Data to examine |

//! Loosely typed input values and their coercion into typed parameters.
//!
//! Callers hand in a [`Value`] (anything convertible via `Into<Value>`); the
//! [`Coercer`] turns it into a [`PreparedValue`] for the field's
//! [`SemanticType`]. Integer and boolean coercion are lenient (unparseable
//! text becomes `0` / `false`), while date and float coercion fail with
//! [`BuildError::Format`]. [`Value::Null`] coerces to [`PreparedValue::Null`]
//! for every type and is bound as SQL `NULL`.

use crate::config::BuilderConfig;
use crate::error::{BuildError, BuildResult};
use crate::field::SemanticType;
use chrono::{DateTime, NaiveDate, NaiveDateTime, TimeZone, Utc};
use serde::{Deserialize, Serialize};
use std::borrow::Cow;

/// A caller-supplied value before coercion.
#[derive(Debug, Clone, PartialEq)]
pub enum Value {
    Null,
    Bool(bool),
    Int(i64),
    Float(f64),
    Text(String),
    DateTime(DateTime<Utc>),
}

impl Value {
    /// Textual form used by the parsing fallbacks.
    fn text(&self) -> Cow<'_, str> {
        match self {
            Value::Null => Cow::Borrowed(""),
            Value::Bool(b) => Cow::Borrowed(if *b { "true" } else { "false" }),
            Value::Int(n) => Cow::Owned(n.to_string()),
            Value::Float(n) => Cow::Owned(n.to_string()),
            Value::Text(s) => Cow::Borrowed(s),
            Value::DateTime(dt) => Cow::Owned(dt.to_rfc3339()),
        }
    }

    fn kind(&self) -> &'static str {
        match self {
            Value::Null => "null",
            Value::Bool(_) => "bool",
            Value::Int(_) => "integer",
            Value::Float(_) => "float",
            Value::Text(_) => "string",
            Value::DateTime(_) => "datetime",
        }
    }
}

macro_rules! value_from_int {
    ($($t:ty),*) => {
        $(
            impl From<$t> for Value {
                fn from(n: $t) -> Self {
                    Value::Int(i64::from(n))
                }
            }
        )*
    };
}

value_from_int!(i8, i16, i32, i64, u8, u16, u32);

impl From<bool> for Value {
    fn from(b: bool) -> Self {
        Value::Bool(b)
    }
}

impl From<f32> for Value {
    fn from(n: f32) -> Self {
        Value::Float(f64::from(n))
    }
}

impl From<f64> for Value {
    fn from(n: f64) -> Self {
        Value::Float(n)
    }
}

impl From<&str> for Value {
    fn from(s: &str) -> Self {
        Value::Text(s.to_string())
    }
}

impl From<String> for Value {
    fn from(s: String) -> Self {
        Value::Text(s)
    }
}

impl From<&String> for Value {
    fn from(s: &String) -> Self {
        Value::Text(s.clone())
    }
}

impl<Tz: TimeZone> From<DateTime<Tz>> for Value {
    fn from(dt: DateTime<Tz>) -> Self {
        Value::DateTime(dt.with_timezone(&Utc))
    }
}

impl From<NaiveDateTime> for Value {
    fn from(dt: NaiveDateTime) -> Self {
        Value::DateTime(dt.and_utc())
    }
}

impl From<NaiveDate> for Value {
    fn from(d: NaiveDate) -> Self {
        Value::DateTime(d.and_time(chrono::NaiveTime::MIN).and_utc())
    }
}

impl<T: Into<Value>> From<Option<T>> for Value {
    fn from(v: Option<T>) -> Self {
        v.map_or(Value::Null, Into::into)
    }
}

impl From<serde_json::Value> for Value {
    fn from(v: serde_json::Value) -> Self {
        match v {
            serde_json::Value::Null => Value::Null,
            serde_json::Value::Bool(b) => Value::Bool(b),
            serde_json::Value::Number(n) => match n.as_i64() {
                Some(i) => Value::Int(i),
                None => Value::Float(n.as_f64().unwrap_or(f64::NAN)),
            },
            serde_json::Value::String(s) => Value::Text(s),
            other => Value::Text(other.to_string()),
        }
    }
}

/// Build a `Vec<Value>` from heterogeneous values.
///
/// # Example
/// ```ignore
/// builder.insert(sqlforge::values!["Alice", 30, true])?;
/// ```
#[macro_export]
macro_rules! values {
    ($($value:expr),* $(,)?) => {
        vec![$($crate::Value::from($value)),*]
    };
}

/// A coerced value tagged with the semantic type used to bind or inline it.
#[derive(Debug, Clone, PartialEq, Serialize, Deserialize)]
#[serde(tag = "type", content = "value")]
pub enum PreparedValue {
    /// SQL `NULL` for a field of the given type.
    Null(SemanticType),
    FilteredString(String),
    RawString(String),
    Text(String),
    Integer(i64),
    Boolean(bool),
    /// Unix timestamp in seconds.
    Date(i64),
    Float(f64),
}

impl PreparedValue {
    pub fn semantic_type(&self) -> SemanticType {
        match self {
            PreparedValue::Null(ty) => *ty,
            PreparedValue::FilteredString(_) => SemanticType::FilteredString,
            PreparedValue::RawString(_) => SemanticType::RawString,
            PreparedValue::Text(_) => SemanticType::Text,
            PreparedValue::Integer(_) => SemanticType::Integer,
            PreparedValue::Boolean(_) => SemanticType::Boolean,
            PreparedValue::Date(_) => SemanticType::Date,
            PreparedValue::Float(_) => SemanticType::Float,
        }
    }

    /// The string payload of a string-family value.
    pub fn as_str(&self) -> Option<&str> {
        match self {
            PreparedValue::FilteredString(s)
            | PreparedValue::RawString(s)
            | PreparedValue::Text(s) => Some(s),
            _ => None,
        }
    }

    /// The integer payload of an integer or date value.
    pub fn as_i64(&self) -> Option<i64> {
        match self {
            PreparedValue::Integer(n) | PreparedValue::Date(n) => Some(*n),
            _ => None,
        }
    }

    pub fn as_bool(&self) -> Option<bool> {
        match self {
            PreparedValue::Boolean(b) => Some(*b),
            _ => None,
        }
    }

    pub fn is_null(&self) -> bool {
        matches!(self, PreparedValue::Null(_))
    }

    pub fn as_f64(&self) -> Option<f64> {
        match self {
            PreparedValue::Float(n) => Some(*n),
            _ => None,
        }
    }
}

/// Converts [`Value`]s into [`PreparedValue`]s using a builder's configuration.
#[derive(Debug, Clone, Copy)]
pub struct Coercer<'a> {
    config: &'a BuilderConfig,
}

impl<'a> Coercer<'a> {
    pub fn new(config: &'a BuilderConfig) -> Self {
        Self { config }
    }

    /// Coerce `value` into the canonical form of `ty`.
    pub fn coerce(&self, ty: SemanticType, value: Value) -> BuildResult<PreparedValue> {
        if matches!(value, Value::Null) {
            return Ok(PreparedValue::Null(ty));
        }
        Ok(match ty {
            SemanticType::RawString => PreparedValue::RawString(expect_string(ty, value)?),
            SemanticType::FilteredString => {
                let s = expect_string(ty, value)?;
                PreparedValue::FilteredString(self.config.string_filter.filter(&s))
            }
            SemanticType::Text => {
                let s = expect_string(ty, value)?;
                PreparedValue::Text(self.config.text_filter.filter(&s))
            }
            SemanticType::Integer => PreparedValue::Integer(coerce_int(&value)),
            SemanticType::Boolean => PreparedValue::Boolean(coerce_bool(&value)),
            SemanticType::Date => PreparedValue::Date(self.coerce_date(&value)?),
            SemanticType::Float => PreparedValue::Float(coerce_float(&value)?),
        })
    }

    fn coerce_date(&self, value: &Value) -> BuildResult<i64> {
        match value {
            Value::Int(n) => Ok(*n),
            Value::DateTime(dt) => Ok(dt.timestamp()),
            Value::Text(s) => parse_date(s, &self.config.date_format),
            other => Err(BuildError::format(format!(
                "Cannot coerce {} to a date",
                other.kind()
            ))),
        }
    }
}

fn expect_string(ty: SemanticType, value: Value) -> BuildResult<String> {
    match value {
        Value::Text(s) => Ok(s),
        other => Err(BuildError::format(format!(
            "Expected a string for %{} field, got {}",
            ty.code(),
            other.kind()
        ))),
    }
}

fn coerce_int(value: &Value) -> i64 {
    match value {
        Value::Int(n) => *n,
        other => other.text().parse().unwrap_or(0),
    }
}

fn coerce_bool(value: &Value) -> bool {
    match value {
        Value::Bool(b) => *b,
        other => other.text().eq_ignore_ascii_case("true"),
    }
}

/// Only finite floats are accepted; `inf` and `NaN` have no SQL literal.
fn coerce_float(value: &Value) -> BuildResult<f64> {
    let n = match value {
        Value::Float(n) => *n,
        other => {
            let text = other.text();
            text.trim()
                .parse()
                .map_err(|_| BuildError::format(format!("Cannot parse '{text}' as a float")))?
        }
    };
    if n.is_finite() {
        Ok(n)
    } else {
        Err(BuildError::format(format!("Float value {n} is not finite")))
    }
}

/// Parse `text` with a chrono pattern into Unix seconds (UTC).
///
/// Patterns with time fields parse as a date-time; date-only patterns resolve
/// to midnight.
fn parse_date(text: &str, format: &str) -> BuildResult<i64> {
    if let Ok(dt) = NaiveDateTime::parse_from_str(text, format) {
        return Ok(dt.and_utc().timestamp());
    }
    NaiveDate::parse_from_str(text, format)
        .map(|d| d.and_time(chrono::NaiveTime::MIN).and_utc().timestamp())
        .map_err(|e| {
            BuildError::format(format!(
                "Cannot parse '{text}' as a date with format '{format}': {e}"
            ))
        })
}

Instructions for the task | A verbatim transcription is needed of the lines above, starting at the line with "pub fn as_f64(&self)" and ending at the line with "into the canonical", both included, and of nothing else.

Result of this task |
    pub fn as_f64(&self) -> Option<f64> {
        match self {
            PreparedValue::Float(n) => Some(*n),
            _ => None,
        }
    }
}

/// Converts [`Value`]s into [`PreparedValue`]s using a builder's configuration.
#[derive(Debug, Clone, Copy)]
pub struct Coercer<'a> {
    config: &'a BuilderConfig,
}

impl<'a> Coercer<'a> {
    pub fn new(config: &'a BuilderConfig) -> Self {
        Self { config }
    }

    /// Coerce `value` into the canonical form of `ty`.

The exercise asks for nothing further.